_Goal of the exercise_:
What is needed is a word-for-word restatement of all the entries.

»»

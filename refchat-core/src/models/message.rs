use chrono::{DateTime, Utc};
use serde::{Deserialize, Serialize};

use super::answer::CannedAnswer;
use super::table::Table;

#[derive(Debug, Clone, Copy, PartialEq, Eq, Serialize, Deserialize)]
#[serde(rename_all = "lowercase")]
pub enum Role {
    User,
    Assistant,
}

#[derive(Debug, Clone, PartialEq, Serialize, Deserialize)]
#[serde(rename_all = "camelCase")]
pub struct Message {
    pub role: Role,
    #[serde(default)]
    pub text: String,
    /// Records written without a timestamp read back as the Unix epoch.
    #[serde(default)]
    pub timestamp: DateTime<Utc>,
    #[serde(default, skip_serializing_if = "Option::is_none")]
    pub table: Option<Table>,
    #[serde(default, skip_serializing_if = "Option::is_none")]
    pub metadata: Option<serde_json::Value>,
    /// Only set on assistant messages: the canned answer they were built from.
    #[serde(default, skip_serializing_if = "Option::is_none")]
    pub answer_id: Option<String>,
}

impl Message {
    pub fn user(text: impl Into<String>) -> Self {
        Self {
            role: Role::User,
            text: text.into(),
            timestamp: Utc::now(),
            table: None,
            metadata: None,
            answer_id: None,
        }
    }

    pub fn assistant(answer: &CannedAnswer) -> Self {
        Self {
            role: Role::Assistant,
            text: answer.answer_text.clone(),
            timestamp: Utc::now(),
            table: Some(answer.table.clone()),
            metadata: Some(answer.metadata.clone()),
            answer_id: Some(answer.id.to_string()),
        }
    }

    pub fn is_user(&self) -> bool {
        self.role == Role::User
    }
}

««

_Solution to this task_:
filename refchat-core/src/models/message.rs
use chrono::{DateTime, Utc};
use serde::{Deserialize, Serialize};

use super::answer::CannedAnswer;
use super::table::Table;

#[derive(Debug, Clone, Copy, PartialEq, Eq, Serialize, Deserialize)]
#[serde(rename_all = "lowercase")]
pub enum Role {
    User,
    Assistant,
}

#[derive(Debug, Clone, PartialEq, Serialize, Deserialize)]
#[serde(rename_all = "camelCase")]
pub struct Message {
    pub role: Role,
    #[serde(default)]
    pub text: String,
    /// Records written without a timestamp read back as the Unix epoch.
    #[serde(default)]
    pub timestamp: DateTime<Utc>,
    #[serde(default, skip_serializing_if = "Option::is_none")]
    pub table: Option<Table>,
    #[serde(default, skip_serializing_if = "Option::is_none")]
    pub metadata: Option<serde_json::Value>,
    /// Only set on assistant messages: the canned answer they were built from.
    #[serde(default, skip_serializing_if = "Option::is_none")]
    pub answer_id: Option<String>,
}

impl Message {
    pub fn user(text: impl Into<String>) -> Self {
        Self {
            role: Role::User,
            text: text.into(),
            timestamp: Utc::now(),
            table: None,
            metadata: None,
            answer_id: None,
        }
    }

    pub fn assistant(answer: &CannedAnswer) -> Self {
        Self {
            role: Role::Assistant,
            text: answer.answer_text.clone(),
            timestamp: Utc::now(),
            table: Some(answer.table.clone()),
            metadata: Some(answer.metadata.clone()),
            answer_id: Some(answer.id.to_string()),
        }
    }

    pub fn is_user(&self) -> bool {
        self.role == Role::User
    }
}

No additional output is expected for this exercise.